▶ **What needs to be done**: Return each line of the entries that mentions the word "Malformed".

(Records from a data source)
++++

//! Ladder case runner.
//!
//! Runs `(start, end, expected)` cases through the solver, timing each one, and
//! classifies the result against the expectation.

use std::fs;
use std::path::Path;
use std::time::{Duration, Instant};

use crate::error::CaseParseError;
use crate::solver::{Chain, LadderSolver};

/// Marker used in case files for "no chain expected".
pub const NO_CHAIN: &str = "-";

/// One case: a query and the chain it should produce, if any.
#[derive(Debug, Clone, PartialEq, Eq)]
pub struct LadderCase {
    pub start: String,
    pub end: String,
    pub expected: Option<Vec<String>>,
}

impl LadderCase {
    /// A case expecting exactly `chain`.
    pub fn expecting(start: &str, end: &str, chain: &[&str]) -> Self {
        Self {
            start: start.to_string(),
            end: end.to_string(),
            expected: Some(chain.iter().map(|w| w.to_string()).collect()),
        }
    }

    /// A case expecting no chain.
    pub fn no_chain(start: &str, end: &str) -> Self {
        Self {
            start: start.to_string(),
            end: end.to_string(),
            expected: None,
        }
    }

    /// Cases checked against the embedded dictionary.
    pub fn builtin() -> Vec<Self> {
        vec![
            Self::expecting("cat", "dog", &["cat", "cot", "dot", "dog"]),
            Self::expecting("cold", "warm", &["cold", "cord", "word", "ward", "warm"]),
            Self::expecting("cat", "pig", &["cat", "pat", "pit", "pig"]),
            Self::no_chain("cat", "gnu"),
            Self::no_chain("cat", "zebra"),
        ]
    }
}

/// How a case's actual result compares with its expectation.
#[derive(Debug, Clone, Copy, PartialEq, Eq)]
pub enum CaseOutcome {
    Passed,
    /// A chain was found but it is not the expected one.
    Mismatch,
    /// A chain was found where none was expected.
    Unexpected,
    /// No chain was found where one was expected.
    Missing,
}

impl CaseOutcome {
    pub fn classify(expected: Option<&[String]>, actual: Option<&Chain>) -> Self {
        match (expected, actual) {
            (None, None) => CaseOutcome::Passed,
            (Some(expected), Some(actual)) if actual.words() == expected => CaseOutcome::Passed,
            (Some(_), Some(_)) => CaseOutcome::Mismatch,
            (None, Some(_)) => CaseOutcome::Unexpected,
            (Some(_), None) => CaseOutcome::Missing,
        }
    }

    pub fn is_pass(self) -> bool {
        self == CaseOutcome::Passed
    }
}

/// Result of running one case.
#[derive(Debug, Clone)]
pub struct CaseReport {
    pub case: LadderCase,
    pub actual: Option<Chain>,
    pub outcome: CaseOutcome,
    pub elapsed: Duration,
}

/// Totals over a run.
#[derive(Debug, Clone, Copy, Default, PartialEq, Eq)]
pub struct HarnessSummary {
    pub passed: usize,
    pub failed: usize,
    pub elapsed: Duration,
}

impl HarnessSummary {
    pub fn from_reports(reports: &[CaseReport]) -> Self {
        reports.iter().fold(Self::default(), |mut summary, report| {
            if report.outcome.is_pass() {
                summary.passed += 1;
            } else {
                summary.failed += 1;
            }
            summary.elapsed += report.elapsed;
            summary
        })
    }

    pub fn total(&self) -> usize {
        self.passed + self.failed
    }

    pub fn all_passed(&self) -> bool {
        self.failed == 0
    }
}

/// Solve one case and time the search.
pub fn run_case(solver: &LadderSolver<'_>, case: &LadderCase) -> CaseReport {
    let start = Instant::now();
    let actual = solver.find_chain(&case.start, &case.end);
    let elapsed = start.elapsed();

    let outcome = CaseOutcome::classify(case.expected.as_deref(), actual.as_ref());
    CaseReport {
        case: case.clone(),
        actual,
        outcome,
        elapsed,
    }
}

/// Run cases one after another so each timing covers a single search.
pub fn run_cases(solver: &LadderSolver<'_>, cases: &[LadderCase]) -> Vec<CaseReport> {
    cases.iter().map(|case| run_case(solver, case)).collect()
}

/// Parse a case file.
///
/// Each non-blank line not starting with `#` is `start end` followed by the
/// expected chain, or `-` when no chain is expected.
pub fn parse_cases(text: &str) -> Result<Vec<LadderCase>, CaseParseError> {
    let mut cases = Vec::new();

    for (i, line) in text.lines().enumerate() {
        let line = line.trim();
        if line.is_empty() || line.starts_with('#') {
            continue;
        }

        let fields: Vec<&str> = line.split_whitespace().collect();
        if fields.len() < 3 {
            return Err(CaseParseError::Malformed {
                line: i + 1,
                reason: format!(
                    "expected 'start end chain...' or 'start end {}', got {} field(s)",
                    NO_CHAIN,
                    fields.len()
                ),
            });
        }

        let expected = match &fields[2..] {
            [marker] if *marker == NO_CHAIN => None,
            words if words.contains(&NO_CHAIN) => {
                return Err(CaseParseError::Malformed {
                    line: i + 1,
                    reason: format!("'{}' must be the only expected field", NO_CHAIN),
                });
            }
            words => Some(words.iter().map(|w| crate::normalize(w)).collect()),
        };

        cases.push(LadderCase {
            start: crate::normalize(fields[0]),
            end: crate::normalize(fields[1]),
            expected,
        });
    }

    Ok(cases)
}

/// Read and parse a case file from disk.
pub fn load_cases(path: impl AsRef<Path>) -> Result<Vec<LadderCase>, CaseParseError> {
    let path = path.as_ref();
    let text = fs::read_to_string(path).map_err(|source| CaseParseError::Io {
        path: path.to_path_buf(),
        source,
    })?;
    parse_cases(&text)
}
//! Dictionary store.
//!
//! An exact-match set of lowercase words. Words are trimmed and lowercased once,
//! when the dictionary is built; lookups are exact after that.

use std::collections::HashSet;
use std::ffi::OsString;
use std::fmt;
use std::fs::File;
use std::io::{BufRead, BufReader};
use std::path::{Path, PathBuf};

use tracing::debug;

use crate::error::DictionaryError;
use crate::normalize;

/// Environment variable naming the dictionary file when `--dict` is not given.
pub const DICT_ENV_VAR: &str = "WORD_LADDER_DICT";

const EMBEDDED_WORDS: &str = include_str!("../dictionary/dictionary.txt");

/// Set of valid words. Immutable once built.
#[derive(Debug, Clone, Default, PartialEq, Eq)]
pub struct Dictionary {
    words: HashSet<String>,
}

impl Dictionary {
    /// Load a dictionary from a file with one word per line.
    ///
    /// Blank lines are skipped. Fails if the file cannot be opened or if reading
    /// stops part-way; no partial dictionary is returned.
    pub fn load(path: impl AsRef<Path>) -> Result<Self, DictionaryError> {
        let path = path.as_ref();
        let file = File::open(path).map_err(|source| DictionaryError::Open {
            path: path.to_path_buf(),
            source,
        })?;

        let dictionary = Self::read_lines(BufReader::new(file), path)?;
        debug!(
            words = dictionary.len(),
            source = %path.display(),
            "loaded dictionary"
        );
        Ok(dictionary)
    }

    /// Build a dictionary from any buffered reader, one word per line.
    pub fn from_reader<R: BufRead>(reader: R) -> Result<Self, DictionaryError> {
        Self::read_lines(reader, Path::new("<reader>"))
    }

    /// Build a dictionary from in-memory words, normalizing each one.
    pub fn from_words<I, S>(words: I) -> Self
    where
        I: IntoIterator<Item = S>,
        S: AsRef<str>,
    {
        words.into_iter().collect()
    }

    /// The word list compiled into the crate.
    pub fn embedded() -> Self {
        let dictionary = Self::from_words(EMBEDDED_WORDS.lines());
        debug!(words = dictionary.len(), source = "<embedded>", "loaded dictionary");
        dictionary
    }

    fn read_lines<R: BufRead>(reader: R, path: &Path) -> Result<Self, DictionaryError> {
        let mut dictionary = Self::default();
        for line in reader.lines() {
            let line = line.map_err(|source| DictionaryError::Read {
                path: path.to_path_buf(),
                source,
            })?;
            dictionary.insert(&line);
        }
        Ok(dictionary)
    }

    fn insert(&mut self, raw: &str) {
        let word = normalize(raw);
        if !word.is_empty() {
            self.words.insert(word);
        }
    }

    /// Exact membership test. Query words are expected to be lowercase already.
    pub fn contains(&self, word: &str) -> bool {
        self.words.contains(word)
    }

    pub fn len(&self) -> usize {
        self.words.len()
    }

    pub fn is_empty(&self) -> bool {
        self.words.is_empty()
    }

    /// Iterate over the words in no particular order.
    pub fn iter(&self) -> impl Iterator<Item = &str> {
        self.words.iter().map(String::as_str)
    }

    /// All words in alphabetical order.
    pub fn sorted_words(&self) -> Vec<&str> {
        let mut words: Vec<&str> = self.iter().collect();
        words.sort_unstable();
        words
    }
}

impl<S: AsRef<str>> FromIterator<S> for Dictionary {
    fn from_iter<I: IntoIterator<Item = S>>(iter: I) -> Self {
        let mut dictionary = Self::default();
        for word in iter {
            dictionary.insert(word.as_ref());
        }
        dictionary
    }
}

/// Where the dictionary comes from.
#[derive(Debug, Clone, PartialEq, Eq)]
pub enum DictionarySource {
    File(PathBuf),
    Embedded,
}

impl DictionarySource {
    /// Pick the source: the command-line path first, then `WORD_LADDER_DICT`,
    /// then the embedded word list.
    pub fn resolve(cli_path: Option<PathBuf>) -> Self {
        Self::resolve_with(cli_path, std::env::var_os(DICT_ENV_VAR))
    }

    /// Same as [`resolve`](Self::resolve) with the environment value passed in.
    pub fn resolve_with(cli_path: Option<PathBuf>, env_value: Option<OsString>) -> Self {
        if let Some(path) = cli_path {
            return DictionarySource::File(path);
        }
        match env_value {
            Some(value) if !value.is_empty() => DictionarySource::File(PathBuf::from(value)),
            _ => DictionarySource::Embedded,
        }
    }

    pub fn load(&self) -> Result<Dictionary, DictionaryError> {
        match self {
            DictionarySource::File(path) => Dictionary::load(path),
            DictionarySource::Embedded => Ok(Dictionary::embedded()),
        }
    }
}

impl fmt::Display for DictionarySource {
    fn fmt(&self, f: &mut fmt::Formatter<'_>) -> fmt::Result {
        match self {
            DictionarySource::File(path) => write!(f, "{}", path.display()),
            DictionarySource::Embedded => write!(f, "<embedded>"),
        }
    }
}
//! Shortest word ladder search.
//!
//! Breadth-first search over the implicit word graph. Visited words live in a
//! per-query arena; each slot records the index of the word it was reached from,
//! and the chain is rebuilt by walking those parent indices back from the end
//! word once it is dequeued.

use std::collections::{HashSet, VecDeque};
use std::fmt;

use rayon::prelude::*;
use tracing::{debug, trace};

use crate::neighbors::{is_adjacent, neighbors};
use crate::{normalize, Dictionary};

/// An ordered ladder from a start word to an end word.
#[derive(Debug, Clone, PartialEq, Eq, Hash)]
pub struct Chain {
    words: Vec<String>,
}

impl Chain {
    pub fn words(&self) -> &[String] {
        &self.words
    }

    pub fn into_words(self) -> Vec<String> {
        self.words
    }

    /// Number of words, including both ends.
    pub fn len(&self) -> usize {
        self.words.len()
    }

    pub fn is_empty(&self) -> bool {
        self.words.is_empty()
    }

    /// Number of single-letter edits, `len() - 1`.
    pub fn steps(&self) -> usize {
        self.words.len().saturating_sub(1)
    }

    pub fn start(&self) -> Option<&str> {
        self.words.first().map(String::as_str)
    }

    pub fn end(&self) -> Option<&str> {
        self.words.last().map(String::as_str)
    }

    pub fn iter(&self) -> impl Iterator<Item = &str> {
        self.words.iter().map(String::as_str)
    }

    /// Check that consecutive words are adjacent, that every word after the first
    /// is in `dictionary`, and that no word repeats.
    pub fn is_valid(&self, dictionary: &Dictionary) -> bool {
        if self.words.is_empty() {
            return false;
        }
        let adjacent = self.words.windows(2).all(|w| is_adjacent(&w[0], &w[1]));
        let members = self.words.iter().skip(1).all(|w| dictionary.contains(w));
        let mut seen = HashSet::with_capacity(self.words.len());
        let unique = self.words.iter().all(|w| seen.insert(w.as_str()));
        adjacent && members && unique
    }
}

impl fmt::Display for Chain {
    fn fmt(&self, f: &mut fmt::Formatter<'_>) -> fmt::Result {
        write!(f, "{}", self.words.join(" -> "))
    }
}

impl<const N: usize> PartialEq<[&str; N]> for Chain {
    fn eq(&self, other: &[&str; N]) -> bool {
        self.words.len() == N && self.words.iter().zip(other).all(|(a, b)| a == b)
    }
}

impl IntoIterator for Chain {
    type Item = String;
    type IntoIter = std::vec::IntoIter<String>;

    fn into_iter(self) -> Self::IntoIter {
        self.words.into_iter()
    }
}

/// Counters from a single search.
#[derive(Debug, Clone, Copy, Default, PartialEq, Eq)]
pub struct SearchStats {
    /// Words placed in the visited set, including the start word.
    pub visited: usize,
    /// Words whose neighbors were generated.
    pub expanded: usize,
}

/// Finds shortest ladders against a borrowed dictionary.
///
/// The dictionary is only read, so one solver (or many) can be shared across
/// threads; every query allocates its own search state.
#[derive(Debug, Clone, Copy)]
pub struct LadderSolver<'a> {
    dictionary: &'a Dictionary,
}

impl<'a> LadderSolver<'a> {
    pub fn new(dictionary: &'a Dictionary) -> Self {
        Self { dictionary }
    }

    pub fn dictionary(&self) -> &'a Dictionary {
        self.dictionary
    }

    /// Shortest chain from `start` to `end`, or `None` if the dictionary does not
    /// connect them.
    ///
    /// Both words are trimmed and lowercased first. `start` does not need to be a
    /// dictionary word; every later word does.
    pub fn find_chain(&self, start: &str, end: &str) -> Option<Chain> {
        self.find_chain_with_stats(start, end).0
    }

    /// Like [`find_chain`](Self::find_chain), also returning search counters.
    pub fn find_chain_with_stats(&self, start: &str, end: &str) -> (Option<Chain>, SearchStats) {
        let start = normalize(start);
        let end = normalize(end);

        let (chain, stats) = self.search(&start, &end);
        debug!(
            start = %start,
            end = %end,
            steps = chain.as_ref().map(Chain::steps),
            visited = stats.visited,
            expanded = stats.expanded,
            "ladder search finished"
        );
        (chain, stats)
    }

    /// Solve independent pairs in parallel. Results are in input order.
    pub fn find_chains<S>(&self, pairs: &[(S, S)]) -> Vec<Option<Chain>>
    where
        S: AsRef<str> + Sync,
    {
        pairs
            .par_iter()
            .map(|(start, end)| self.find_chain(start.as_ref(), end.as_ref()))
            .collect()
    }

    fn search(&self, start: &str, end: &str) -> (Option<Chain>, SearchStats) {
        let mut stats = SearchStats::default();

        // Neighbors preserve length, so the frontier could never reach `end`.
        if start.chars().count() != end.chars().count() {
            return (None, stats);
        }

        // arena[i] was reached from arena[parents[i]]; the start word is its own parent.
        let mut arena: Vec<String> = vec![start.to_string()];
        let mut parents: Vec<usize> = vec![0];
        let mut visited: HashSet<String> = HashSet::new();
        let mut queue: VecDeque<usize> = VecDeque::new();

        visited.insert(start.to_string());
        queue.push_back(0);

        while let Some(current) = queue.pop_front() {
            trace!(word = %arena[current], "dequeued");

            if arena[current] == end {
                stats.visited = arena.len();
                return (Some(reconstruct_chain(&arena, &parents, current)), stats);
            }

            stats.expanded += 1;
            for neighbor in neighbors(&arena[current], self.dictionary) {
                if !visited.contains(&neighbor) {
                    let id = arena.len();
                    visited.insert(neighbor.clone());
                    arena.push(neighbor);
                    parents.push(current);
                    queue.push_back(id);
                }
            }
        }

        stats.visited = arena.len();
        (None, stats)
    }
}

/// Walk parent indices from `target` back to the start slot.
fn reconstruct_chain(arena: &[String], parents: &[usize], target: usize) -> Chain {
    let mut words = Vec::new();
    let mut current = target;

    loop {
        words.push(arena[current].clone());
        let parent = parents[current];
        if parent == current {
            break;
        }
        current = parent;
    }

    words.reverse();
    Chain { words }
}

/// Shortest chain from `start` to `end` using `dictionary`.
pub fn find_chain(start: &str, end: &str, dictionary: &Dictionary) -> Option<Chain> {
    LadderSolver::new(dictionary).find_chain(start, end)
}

++++

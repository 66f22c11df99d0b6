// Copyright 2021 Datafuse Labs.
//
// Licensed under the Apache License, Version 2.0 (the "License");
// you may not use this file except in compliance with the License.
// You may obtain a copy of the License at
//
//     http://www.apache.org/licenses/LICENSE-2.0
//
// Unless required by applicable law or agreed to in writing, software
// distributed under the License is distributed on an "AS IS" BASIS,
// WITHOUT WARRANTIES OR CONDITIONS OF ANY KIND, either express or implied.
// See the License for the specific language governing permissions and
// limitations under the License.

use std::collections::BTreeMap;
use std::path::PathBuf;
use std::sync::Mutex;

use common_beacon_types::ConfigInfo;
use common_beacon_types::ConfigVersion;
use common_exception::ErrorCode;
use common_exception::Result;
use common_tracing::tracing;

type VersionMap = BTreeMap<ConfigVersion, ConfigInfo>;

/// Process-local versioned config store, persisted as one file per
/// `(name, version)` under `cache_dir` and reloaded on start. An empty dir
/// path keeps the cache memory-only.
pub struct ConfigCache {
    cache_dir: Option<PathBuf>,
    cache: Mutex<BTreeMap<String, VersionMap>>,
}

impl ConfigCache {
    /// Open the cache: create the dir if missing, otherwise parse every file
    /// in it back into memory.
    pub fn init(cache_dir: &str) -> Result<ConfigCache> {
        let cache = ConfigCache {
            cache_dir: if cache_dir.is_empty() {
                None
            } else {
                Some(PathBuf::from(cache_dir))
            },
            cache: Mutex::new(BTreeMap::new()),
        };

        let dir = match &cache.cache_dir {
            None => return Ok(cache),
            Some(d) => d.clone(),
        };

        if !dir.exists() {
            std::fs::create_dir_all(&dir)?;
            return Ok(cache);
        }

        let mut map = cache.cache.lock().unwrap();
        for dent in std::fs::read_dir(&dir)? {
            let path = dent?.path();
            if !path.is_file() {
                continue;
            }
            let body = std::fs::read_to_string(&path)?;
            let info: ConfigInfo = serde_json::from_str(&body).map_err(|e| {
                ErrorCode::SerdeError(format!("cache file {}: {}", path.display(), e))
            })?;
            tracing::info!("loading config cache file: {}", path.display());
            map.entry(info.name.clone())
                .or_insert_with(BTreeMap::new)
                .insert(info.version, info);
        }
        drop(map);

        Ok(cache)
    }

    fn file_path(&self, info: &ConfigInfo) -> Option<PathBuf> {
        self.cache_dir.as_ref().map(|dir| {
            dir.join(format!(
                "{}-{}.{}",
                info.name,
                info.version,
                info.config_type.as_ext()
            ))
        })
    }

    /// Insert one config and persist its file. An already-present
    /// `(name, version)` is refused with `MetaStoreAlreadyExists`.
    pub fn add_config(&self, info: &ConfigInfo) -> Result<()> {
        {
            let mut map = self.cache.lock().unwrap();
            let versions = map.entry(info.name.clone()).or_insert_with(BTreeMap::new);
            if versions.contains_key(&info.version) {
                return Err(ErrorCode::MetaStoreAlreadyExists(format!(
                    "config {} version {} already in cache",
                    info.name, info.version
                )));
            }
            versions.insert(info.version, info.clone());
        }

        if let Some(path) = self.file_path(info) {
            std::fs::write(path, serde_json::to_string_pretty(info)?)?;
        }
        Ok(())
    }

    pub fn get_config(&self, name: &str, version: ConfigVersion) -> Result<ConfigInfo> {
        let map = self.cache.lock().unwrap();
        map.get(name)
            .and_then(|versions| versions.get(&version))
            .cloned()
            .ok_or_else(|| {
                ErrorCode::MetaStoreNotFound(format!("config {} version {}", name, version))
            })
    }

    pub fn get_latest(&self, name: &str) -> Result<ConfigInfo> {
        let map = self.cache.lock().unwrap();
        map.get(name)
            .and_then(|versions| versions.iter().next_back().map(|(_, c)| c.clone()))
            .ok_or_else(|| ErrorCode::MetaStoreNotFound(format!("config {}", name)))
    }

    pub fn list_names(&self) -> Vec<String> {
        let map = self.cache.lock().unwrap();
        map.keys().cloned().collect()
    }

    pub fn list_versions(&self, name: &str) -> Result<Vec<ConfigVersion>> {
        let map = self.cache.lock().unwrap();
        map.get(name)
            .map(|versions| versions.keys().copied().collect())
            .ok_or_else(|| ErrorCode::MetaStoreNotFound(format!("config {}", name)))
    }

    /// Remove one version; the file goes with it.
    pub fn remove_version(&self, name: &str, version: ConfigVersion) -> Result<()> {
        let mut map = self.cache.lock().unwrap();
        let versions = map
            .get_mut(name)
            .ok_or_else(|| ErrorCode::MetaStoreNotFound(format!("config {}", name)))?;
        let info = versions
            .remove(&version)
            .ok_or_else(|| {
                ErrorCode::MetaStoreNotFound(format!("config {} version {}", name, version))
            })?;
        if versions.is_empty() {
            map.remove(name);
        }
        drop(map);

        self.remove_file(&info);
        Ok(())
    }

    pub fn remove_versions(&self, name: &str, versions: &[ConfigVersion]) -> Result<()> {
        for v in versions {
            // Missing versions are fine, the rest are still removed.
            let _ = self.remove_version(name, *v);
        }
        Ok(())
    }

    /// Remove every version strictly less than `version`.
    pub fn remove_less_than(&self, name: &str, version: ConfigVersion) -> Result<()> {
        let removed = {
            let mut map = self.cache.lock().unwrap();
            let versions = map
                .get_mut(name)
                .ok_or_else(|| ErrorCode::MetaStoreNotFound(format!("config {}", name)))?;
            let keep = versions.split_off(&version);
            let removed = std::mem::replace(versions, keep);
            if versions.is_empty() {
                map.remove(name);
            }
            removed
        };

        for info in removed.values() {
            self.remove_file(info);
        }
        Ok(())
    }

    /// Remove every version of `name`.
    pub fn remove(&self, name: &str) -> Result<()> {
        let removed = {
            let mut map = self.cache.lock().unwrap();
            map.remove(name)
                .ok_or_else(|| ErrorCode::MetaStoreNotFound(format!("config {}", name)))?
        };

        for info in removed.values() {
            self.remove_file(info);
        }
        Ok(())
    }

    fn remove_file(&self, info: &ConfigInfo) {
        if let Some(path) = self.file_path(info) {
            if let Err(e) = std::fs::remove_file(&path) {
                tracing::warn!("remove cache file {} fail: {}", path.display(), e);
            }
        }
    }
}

++++

▶ **Written response**:
            return Err(CaseParseError::Malformed {
                return Err(CaseParseError::Malformed {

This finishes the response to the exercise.